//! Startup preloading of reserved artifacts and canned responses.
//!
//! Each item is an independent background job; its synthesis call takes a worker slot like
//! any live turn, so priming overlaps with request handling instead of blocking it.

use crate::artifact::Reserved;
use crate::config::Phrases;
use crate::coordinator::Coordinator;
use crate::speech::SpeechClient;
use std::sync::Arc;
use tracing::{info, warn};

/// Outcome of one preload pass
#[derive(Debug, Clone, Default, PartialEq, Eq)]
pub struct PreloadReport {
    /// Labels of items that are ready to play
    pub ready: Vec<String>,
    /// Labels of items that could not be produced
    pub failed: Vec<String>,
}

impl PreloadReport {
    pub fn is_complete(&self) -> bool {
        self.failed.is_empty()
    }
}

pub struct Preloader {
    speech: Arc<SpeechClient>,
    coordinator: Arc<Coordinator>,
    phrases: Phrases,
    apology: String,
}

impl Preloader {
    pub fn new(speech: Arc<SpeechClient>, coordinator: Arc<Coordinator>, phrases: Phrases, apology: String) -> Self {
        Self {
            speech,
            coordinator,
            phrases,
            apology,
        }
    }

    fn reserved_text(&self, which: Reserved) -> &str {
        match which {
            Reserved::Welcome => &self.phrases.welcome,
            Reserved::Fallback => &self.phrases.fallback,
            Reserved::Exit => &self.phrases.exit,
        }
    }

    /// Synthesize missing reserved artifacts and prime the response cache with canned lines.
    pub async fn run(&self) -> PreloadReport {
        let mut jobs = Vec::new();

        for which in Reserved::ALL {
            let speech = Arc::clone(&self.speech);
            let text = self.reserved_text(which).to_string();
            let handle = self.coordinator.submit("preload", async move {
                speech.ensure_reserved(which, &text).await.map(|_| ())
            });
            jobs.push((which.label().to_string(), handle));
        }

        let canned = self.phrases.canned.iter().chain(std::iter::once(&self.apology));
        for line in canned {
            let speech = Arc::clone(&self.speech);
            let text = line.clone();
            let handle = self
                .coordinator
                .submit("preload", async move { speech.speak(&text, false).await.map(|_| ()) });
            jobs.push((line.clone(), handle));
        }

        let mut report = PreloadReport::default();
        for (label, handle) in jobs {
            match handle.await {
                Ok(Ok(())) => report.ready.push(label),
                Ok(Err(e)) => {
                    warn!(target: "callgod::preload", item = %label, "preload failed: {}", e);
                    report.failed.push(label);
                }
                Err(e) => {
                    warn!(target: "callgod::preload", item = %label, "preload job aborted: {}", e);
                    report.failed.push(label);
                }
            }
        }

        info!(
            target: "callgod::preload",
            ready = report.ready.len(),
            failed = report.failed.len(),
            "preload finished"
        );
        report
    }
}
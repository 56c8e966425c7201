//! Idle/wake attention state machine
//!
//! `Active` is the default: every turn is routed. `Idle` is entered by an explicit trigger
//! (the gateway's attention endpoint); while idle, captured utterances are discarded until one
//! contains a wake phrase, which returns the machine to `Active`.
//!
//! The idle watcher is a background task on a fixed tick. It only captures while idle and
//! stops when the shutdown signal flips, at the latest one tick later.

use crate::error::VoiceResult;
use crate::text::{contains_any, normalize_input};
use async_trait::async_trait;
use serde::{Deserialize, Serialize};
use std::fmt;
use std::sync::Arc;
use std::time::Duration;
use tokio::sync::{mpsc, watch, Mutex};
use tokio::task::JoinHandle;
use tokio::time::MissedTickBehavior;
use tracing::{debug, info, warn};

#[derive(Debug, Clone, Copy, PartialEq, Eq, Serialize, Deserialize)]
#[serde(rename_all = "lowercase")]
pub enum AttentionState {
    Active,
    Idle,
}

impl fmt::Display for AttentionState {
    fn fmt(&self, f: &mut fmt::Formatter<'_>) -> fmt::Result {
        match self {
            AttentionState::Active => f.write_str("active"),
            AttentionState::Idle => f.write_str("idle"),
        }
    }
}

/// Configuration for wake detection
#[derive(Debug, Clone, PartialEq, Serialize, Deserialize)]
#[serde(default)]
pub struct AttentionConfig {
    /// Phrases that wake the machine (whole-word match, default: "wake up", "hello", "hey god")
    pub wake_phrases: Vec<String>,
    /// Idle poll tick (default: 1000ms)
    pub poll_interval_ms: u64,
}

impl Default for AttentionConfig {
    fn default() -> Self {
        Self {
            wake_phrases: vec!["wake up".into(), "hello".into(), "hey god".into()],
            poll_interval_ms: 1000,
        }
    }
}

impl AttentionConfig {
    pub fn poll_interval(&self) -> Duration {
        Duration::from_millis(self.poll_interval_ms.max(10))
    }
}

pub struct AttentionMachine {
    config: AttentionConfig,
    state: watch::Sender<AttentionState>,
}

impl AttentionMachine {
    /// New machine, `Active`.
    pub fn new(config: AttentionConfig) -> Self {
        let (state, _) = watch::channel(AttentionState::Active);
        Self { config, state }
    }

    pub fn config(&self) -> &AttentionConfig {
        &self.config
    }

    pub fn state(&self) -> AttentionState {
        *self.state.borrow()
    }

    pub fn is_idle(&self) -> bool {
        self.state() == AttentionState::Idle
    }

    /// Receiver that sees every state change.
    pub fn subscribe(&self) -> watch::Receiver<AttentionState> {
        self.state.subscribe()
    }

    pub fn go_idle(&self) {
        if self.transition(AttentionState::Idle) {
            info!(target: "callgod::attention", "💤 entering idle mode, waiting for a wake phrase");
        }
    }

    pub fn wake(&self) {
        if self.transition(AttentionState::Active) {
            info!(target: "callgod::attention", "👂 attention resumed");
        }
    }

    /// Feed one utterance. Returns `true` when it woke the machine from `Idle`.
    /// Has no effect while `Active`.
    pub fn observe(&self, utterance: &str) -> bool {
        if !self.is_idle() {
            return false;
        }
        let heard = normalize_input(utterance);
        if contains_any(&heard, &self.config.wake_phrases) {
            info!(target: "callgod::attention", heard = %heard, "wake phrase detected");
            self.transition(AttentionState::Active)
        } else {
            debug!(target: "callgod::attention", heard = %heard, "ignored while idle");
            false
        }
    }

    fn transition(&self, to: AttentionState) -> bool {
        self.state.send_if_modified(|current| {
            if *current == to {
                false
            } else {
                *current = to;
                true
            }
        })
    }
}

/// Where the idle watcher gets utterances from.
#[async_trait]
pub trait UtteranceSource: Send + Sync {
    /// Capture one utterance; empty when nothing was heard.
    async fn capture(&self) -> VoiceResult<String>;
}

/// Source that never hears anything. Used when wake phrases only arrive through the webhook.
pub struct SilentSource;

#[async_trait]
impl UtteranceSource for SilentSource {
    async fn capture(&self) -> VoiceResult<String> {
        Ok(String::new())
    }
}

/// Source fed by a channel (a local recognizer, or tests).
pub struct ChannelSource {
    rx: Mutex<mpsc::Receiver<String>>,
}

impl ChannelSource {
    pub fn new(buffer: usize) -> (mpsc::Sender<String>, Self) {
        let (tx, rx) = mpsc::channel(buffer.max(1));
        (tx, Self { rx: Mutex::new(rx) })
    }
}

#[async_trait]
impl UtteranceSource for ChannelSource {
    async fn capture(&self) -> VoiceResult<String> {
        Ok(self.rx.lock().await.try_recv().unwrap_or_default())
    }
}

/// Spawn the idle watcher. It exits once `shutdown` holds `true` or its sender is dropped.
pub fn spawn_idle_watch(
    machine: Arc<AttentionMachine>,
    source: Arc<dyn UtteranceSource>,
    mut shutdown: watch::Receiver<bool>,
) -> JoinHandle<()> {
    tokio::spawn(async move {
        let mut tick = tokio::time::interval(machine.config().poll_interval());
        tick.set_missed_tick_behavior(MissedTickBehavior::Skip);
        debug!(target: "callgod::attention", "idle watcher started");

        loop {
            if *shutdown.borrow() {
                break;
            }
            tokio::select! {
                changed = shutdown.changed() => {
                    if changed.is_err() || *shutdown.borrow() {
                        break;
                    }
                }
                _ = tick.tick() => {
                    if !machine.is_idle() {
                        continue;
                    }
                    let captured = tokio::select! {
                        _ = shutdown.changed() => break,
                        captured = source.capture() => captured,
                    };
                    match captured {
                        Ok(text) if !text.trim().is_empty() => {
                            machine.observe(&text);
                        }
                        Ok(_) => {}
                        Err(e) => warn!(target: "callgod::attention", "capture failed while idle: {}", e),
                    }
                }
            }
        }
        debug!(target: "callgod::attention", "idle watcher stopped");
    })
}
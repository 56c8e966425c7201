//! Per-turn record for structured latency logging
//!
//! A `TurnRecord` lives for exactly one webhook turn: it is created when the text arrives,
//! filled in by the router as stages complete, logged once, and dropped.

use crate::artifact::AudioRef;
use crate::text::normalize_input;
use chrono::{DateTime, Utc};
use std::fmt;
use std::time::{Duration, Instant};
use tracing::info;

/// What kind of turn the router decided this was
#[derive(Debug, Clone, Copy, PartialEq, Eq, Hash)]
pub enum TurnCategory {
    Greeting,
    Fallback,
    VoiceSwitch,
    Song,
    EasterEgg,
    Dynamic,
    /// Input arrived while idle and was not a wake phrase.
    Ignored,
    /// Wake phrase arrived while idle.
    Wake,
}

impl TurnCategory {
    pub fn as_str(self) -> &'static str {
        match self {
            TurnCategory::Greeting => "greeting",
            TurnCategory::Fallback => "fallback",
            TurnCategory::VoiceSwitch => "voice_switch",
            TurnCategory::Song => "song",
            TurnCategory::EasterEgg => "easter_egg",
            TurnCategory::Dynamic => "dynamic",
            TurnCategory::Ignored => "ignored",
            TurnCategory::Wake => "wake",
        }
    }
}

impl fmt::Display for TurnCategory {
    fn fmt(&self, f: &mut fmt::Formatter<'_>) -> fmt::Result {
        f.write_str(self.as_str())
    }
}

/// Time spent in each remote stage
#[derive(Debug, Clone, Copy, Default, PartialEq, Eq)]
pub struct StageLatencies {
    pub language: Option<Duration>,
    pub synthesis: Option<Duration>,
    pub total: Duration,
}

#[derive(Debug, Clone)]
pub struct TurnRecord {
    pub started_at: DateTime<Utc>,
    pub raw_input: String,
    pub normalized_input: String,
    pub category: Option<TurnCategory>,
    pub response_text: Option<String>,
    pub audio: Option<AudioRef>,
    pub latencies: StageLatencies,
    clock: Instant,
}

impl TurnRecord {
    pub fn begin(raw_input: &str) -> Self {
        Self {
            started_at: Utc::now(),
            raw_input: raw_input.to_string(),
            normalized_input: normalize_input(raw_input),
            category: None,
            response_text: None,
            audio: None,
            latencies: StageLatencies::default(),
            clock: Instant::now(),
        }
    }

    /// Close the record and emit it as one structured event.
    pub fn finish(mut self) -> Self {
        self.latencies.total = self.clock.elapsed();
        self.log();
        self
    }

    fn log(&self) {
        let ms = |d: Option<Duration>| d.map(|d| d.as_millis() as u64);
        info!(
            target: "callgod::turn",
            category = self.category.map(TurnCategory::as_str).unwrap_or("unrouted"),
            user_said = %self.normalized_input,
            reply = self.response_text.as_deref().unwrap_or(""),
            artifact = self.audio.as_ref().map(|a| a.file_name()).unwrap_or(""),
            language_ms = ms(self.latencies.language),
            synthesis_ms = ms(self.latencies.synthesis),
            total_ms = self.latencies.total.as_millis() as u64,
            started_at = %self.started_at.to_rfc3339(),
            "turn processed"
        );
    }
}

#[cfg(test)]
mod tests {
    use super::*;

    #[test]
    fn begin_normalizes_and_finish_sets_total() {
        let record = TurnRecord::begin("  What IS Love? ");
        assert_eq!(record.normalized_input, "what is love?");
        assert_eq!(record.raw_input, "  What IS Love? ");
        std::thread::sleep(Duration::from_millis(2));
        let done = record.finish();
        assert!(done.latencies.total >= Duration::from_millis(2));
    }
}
######
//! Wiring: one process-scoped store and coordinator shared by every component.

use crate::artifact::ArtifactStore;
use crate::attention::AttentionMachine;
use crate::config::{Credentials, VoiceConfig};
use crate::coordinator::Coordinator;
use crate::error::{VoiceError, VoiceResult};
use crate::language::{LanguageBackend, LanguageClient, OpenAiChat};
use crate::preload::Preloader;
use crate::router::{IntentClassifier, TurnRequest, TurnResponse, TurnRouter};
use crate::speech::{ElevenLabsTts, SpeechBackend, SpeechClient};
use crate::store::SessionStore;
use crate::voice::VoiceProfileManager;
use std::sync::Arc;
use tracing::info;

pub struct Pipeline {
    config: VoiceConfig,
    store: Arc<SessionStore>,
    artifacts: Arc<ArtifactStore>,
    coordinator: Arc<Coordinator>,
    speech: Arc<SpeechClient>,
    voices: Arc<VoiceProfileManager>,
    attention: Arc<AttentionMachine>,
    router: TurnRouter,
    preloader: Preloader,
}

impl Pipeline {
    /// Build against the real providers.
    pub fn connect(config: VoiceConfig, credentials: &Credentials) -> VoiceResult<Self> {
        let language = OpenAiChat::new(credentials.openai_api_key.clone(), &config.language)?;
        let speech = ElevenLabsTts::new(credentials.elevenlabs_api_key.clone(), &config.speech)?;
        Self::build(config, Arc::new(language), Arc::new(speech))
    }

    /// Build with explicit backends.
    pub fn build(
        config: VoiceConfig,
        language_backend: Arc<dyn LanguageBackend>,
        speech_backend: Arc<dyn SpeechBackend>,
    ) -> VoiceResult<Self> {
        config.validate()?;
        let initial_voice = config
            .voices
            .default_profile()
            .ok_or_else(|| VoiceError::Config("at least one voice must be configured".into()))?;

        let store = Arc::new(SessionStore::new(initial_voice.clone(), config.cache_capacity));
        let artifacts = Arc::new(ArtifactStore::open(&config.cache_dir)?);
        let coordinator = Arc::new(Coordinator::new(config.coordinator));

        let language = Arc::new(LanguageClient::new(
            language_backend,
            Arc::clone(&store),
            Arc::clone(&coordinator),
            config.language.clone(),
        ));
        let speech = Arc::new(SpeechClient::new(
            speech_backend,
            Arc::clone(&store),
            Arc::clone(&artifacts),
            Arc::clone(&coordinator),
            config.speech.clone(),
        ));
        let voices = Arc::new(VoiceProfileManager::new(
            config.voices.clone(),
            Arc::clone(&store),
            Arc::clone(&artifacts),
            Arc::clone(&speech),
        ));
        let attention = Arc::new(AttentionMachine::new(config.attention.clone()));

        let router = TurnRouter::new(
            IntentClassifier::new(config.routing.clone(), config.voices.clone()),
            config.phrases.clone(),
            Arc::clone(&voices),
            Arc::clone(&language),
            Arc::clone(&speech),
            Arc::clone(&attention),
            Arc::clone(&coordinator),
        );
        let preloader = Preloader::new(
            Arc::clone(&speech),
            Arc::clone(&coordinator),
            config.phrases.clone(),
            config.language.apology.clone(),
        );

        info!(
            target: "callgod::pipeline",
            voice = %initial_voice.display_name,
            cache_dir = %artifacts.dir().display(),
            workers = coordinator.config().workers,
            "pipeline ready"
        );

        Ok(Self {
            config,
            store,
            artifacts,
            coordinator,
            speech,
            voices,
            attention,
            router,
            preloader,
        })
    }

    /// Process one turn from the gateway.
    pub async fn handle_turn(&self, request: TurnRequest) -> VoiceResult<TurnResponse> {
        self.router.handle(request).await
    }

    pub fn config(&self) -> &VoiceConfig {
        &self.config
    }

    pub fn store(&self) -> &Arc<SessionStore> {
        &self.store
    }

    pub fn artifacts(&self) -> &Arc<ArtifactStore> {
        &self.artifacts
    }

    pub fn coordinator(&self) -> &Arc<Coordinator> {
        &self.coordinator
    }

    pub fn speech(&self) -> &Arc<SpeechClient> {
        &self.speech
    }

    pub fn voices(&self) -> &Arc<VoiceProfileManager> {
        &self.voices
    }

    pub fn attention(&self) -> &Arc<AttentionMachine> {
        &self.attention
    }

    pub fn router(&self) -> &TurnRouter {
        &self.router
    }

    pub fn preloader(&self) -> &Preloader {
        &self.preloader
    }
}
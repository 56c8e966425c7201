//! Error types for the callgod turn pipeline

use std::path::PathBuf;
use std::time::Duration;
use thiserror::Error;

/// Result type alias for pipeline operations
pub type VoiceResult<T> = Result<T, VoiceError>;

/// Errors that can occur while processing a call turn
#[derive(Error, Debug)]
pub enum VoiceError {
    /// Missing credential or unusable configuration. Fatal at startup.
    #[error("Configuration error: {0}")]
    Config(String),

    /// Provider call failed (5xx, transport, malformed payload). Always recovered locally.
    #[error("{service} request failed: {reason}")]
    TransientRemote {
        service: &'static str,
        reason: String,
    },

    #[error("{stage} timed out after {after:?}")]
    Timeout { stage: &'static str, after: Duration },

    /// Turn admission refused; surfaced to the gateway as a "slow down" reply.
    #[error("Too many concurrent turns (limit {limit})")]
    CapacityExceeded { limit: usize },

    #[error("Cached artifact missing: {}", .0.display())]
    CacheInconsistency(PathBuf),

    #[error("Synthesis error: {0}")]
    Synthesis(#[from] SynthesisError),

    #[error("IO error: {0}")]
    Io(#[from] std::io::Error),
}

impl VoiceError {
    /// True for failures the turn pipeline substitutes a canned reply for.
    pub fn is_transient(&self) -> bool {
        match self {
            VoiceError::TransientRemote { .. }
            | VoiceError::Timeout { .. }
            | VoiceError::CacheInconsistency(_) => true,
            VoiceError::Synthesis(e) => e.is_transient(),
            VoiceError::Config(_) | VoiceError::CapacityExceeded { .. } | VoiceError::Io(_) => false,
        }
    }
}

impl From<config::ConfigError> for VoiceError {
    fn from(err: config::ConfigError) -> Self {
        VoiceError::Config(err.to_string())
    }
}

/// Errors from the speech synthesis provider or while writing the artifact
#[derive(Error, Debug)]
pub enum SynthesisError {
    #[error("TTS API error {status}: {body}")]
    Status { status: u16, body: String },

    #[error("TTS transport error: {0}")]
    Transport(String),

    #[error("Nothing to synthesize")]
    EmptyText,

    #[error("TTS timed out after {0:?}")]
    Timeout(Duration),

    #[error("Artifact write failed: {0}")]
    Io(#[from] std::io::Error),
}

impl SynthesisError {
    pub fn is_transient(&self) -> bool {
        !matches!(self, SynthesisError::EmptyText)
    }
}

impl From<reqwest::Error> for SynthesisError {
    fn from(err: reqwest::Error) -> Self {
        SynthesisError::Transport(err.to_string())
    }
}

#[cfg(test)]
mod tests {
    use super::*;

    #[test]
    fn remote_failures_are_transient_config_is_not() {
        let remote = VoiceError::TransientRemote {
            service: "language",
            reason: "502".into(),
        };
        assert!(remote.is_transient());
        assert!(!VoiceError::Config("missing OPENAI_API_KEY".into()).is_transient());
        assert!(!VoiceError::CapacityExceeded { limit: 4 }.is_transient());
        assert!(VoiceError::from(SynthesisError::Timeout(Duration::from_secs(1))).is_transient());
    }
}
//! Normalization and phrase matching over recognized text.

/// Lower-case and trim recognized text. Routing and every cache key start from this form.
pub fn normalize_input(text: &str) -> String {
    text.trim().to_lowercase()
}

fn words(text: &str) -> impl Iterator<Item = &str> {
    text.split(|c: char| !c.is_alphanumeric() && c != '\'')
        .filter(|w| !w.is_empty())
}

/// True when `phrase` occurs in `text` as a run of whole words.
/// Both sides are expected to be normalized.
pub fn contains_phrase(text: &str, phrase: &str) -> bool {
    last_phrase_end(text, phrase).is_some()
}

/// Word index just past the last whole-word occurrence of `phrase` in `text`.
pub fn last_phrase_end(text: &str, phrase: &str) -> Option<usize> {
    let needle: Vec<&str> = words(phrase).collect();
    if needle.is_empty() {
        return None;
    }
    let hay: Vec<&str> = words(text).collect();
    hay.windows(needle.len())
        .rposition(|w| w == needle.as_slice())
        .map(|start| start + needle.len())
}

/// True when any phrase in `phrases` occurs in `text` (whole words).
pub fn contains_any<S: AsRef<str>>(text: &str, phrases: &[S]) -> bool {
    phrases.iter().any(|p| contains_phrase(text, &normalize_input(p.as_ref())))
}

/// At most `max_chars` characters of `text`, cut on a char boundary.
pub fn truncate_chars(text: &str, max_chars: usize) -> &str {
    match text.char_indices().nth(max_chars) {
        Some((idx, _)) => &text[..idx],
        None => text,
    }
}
######
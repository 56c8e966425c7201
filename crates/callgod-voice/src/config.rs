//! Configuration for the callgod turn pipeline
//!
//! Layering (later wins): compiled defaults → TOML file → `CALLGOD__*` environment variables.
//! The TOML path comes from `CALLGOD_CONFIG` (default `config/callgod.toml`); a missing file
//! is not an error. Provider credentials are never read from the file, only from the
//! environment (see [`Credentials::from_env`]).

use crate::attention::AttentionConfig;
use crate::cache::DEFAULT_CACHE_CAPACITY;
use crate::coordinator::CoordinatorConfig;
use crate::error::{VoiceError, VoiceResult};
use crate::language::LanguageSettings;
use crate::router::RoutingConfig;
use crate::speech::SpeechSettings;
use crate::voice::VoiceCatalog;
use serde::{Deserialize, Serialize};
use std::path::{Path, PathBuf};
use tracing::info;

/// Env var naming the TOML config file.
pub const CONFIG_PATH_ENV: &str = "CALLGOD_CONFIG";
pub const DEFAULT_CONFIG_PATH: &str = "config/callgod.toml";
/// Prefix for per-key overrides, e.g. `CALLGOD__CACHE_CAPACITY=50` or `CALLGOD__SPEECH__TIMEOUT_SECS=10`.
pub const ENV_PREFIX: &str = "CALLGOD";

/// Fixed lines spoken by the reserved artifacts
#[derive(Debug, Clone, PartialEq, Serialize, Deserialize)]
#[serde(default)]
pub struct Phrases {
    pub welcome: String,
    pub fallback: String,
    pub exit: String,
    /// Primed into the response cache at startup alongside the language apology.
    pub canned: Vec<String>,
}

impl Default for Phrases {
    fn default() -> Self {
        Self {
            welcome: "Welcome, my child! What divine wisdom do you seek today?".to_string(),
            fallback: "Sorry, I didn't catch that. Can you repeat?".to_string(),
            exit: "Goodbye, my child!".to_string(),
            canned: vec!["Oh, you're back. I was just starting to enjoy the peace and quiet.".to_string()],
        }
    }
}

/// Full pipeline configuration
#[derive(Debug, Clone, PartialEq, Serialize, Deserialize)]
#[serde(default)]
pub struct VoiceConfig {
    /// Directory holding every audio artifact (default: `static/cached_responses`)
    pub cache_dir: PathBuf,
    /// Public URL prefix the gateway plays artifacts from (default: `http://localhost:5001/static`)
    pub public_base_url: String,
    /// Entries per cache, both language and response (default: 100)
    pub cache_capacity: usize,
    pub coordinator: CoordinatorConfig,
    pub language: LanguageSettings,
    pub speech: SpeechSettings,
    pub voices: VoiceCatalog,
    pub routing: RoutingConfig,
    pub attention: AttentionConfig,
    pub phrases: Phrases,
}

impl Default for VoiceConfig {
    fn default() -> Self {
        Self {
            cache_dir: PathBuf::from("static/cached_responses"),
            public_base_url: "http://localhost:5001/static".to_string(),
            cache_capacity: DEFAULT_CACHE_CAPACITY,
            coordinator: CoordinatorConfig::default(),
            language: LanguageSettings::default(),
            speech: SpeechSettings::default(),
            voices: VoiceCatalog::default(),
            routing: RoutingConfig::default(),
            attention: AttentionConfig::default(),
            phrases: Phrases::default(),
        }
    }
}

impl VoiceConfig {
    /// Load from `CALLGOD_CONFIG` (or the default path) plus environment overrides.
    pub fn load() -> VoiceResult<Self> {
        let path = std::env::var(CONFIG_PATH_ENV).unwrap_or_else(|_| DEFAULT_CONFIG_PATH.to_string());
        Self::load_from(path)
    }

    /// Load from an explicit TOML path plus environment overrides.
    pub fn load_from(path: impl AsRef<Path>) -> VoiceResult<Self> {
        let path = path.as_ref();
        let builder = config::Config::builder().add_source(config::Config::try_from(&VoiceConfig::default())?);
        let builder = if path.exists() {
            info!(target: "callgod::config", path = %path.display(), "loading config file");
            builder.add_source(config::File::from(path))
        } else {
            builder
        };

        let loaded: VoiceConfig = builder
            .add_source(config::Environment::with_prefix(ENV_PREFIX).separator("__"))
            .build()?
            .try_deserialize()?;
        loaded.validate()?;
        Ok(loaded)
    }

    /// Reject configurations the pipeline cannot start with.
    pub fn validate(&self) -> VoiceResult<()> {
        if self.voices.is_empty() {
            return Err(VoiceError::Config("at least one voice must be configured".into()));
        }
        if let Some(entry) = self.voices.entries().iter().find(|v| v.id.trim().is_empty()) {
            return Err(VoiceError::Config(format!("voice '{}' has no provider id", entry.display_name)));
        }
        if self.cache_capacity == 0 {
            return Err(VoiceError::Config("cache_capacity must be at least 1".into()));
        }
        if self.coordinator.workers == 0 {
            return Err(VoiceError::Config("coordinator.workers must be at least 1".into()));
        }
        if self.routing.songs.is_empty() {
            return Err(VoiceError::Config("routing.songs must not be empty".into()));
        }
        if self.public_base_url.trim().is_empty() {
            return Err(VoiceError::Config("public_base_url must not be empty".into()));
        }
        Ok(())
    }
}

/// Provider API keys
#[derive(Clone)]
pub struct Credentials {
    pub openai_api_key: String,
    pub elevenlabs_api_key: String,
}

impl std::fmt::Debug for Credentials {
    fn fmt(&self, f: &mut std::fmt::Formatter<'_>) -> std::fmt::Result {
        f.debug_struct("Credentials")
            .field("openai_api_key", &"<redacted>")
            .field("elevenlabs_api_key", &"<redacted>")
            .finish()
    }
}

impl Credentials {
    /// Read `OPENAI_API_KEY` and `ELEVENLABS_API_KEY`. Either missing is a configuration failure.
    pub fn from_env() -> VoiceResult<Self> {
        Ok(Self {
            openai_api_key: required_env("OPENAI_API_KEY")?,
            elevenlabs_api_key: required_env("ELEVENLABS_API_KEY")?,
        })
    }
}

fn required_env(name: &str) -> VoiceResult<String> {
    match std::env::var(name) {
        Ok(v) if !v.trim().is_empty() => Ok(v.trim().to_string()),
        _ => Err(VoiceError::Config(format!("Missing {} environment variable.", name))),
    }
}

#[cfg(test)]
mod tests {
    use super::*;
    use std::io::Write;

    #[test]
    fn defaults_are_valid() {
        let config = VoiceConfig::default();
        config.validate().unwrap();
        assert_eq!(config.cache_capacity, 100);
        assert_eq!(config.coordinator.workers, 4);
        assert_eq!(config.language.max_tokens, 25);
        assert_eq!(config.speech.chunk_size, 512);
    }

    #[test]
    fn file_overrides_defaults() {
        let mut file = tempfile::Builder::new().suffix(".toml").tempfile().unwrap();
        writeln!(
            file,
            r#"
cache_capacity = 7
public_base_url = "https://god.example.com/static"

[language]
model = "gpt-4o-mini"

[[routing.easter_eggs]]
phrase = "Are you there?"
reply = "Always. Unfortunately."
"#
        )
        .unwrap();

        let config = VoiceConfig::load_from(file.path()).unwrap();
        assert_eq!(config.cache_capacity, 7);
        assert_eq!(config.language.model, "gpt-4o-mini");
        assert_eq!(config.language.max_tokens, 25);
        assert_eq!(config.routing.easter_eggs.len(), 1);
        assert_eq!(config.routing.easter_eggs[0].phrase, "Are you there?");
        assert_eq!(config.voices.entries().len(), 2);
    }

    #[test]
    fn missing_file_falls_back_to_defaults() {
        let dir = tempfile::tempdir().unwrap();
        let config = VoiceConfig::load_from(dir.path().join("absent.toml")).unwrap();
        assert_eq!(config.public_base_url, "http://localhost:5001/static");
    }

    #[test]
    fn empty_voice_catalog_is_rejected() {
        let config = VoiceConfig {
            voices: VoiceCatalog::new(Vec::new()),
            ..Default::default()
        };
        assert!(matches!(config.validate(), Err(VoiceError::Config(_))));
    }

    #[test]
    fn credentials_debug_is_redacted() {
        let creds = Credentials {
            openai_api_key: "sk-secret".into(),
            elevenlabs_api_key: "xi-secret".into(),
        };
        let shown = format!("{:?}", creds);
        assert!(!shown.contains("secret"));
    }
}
######
## Problem statement
Say how many lines above contain the string "Copy", writing only the number.

## Answer area
3